Nos han llamado brujas, demonios, putas, promiscuas y una larga lista de sinónimos despectivos y malvados porque nosotras “no podemos disfrutar nuestra sexualidad” o usarla como una herramienta a fin de obtener recursos, como conducto para dominar a los hombres. Eso, dentro de la lógica de quienes nos dominan, te compra un boleto directo al infierno.

Además de satanizarnos a lo largo de la historia, nos han vendido la idea de que la mejor forma de sobrevivir es quedarnos “calladitas”, cubrir nuestras curvas, apachurrar nuestra autoestima y esclavizarnos a la dieta con el propósito de mantener ese cuerpo que le pertenecerá al mejor postor. De ahí el porqué la publicidad nos invade con productos para corregirnos estéticamente y nos repite como un mantra que la mujer, como cualquier otro objeto en aparador, debe estar disponible, dispuesta a entregarse y en las mejores condiciones.

Por eso yo, como el 38.7 % de las mujeres mexicanas, estoy en contra de que nos lancen piropos, acechos o insinuaciones sexuales en la calle o el transporte público. Hemos interiorizado de tal modo la violencia, que resulta cotidiano que alguien se asome sin permiso a ver lo que hay detrás del escote o trate de meter la mano donde no debe. Ellos, los agresores, se justifican y nos culpan. Dicen que despertamos en ellos interés, con rasgos de lujuria.

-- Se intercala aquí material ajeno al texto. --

use std::{
    error::Error,
    fmt::Display,
    sync::{
        atomic::{AtomicBool, Ordering},
        Arc,
    },
};

/// Per-invocation abort flag. Cloning shares the flag.
///
/// Aborting does not cancel effects that are already running; the pipeline
/// checks the flag before starting effects and before each confirmation.
#[derive(Clone, Debug, Default)]
pub struct AbortSignal {
    aborted: Arc<AtomicBool>,
}

/// Returned by [`AbortSignal::check_aborted`]. The pipeline tells an abort
/// apart from a failed confirmation by downcasting to this.
#[derive(Clone, Copy, Debug, PartialEq, Eq)]
pub struct AbortedError;

impl Display for AbortedError {
    fn fmt(&self, f: &mut std::fmt::Formatter<'_>) -> std::fmt::Result {
        write!(f, "invocation aborted")
    }
}

impl Error for AbortedError {}

impl AbortSignal {
    pub fn new() -> Self {
        Self {
            aborted: Arc::new(AtomicBool::new(false)),
        }
    }

    pub fn abort(&self) {
        self.aborted.store(true, Ordering::SeqCst);
    }

    pub fn is_aborted(&self) -> bool {
        self.aborted.load(Ordering::SeqCst)
    }

    pub fn check_aborted(&self) -> anyhow::Result<()> {
        if self.is_aborted() {
            Err(AbortedError.into())
        } else {
            Ok(())
        }
    }
}
use serde::Serialize;
use std::{
    fmt::Display,
    sync::atomic::{AtomicU64, Ordering},
};

static NEXT_PROCESS: AtomicU64 = AtomicU64::new(1);

/// Identifies one dispatched action invocation, and with it every mutation
/// record that invocation produced, so they can be retracted as a unit.
///
/// Tokens are only obtained from [`ProcessToken::mint`]; there is no way to
/// construct one from a number, so records cannot be claimed by accident.
#[derive(Clone, Copy, Debug, PartialEq, Eq, PartialOrd, Ord, Hash, Serialize)]
#[serde(transparent)]
pub struct ProcessToken {
    id: u64,
}

impl ProcessToken {
    pub fn mint() -> Self {
        ProcessToken {
            id: NEXT_PROCESS.fetch_add(1, Ordering::Relaxed),
        }
    }

    pub fn num(&self) -> u64 {
        self.id
    }
}

impl Display for ProcessToken {
    fn fmt(&self, f: &mut std::fmt::Formatter<'_>) -> std::fmt::Result {
        write!(f, "process#{}", self.id)
    }
}
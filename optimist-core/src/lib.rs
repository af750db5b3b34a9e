//! Pure parts of the optimist engine.
//!
//! Nothing in this crate suspends or performs I/O. The runtime in the
//! `optimist` crate drives these pieces from its dispatch pipeline:
//!
//! - [`tag`]: stable identity for object and array nodes of a state tree
//! - [`diff`]: structural deltas between two tagged snapshots
//! - [`project`]: flattening a delta into [`project::MutationRecord`]s
//! - [`query`]: answering "is this path pending/adding/..." for a view

pub mod diff;
pub mod path;
pub mod process;
pub mod project;
pub mod query;
pub mod status;
pub mod tag;

pub use diff::{diff, diff_with, ArrayEntry, DeltaFormatError, DepthExceeded, Delta, DiffOptions};
pub use path::{Path, Segment};
pub use process::ProcessToken;
pub use project::{project, to_patch, MutationRecord};
pub use query::{is, Cursor, View};
pub use status::Status;
pub use tag::{tag, Tagged, Tags, Token};
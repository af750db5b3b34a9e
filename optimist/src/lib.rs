//! Optimistic state synchronization.
//!
//! A [`Module`] owns a JSON state tree. Dispatching an action runs a
//! [`Routine`] whose state change is committed immediately, before any of
//! its effects have run. The change is projected into mutation records
//! ([`MutationRecord`]) that describe what is still pending, so a renderer
//! can show "adding", "removing" and friends for every path of the tree.
//! Once the effects settle, their confirmations replace the optimistic
//! guesses and the records are retracted.
//!
//! The pure parts (identity tagging, diffing, projection and status
//! queries) live in `optimist-core` and are re-exported here.

pub mod abort;
pub mod app;
pub mod control;
pub mod controller;
pub mod dispatch;
pub mod maybe;
pub mod module;
pub mod routine;

pub use abort::{AbortSignal, AbortedError};
pub use app::App;
pub use control::effect::{Effect, EffectResult, Fault};
pub use controller::{Controller, MOUNT, UNMOUNT};
pub use dispatch::{DispatchHandle, Outcome, Settlement};
pub use maybe::Maybe;
pub use module::{Change, ConfirmOrder, ListenerId, Module, ModuleOptions, Phase};
pub use routine::{from_fn, Confirm, Draft, Io, Routine, Step, Script, Transform};

pub use optimist_core::{
    diff, diff_with, is, path, project, tag, to_patch, Cursor, Delta, DiffOptions, MutationRecord,
    Path, ProcessToken, Segment, Status, Tagged, View,
};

¿Pero qué pasaría si en vez de permanecer en una posición pasiva frente al acoso señalamos al verdadero culpable? Si en lugar de llamarnos zorras entre nosotras mismas por usar escotes, declaramos a todo acosador como lo que es: un machista, un agresor sexual y un delincuente.

Llamando a las cosas por su nombre, la violencia contra las mujeres disminuiría. Acechar nuestros cuerpos los haría sentir avergonzados, como nos han hecho sentir a nosotras durante siglos por el simple hecho de portar un lindo vestido. Sin embargo, para lograr un mundo sin acoso callejero aún queda un largo camino por recorrer, y somos nosotras quienes necesitamos esparcir el feminismo en las calles, retomándolas sin miedo; recordarnos a nosotras mismas que no somos objetos. Estos son nuestros cuerpos y nosotras decidimos sobre ellos.

A mí me costó mucho trabajo sacar de mi cabeza todos esos consejos erróneos que me dieron a fin de ocultar mi cuerpo porque, sin importar el largo de la licra debajo de mi falda o qué tantas capas de ropa me ponga encima, la lujuria mal enfocada del otro no es culpa mía.

Ahora sé lo que es disfrutar de la brisa en primavera mientras recorro las calles de cualquier ciudad, sin miedo a sentirme avergonzada. De aquí en adelante, ¡lucha eterna contra los acosadores y sus pecados!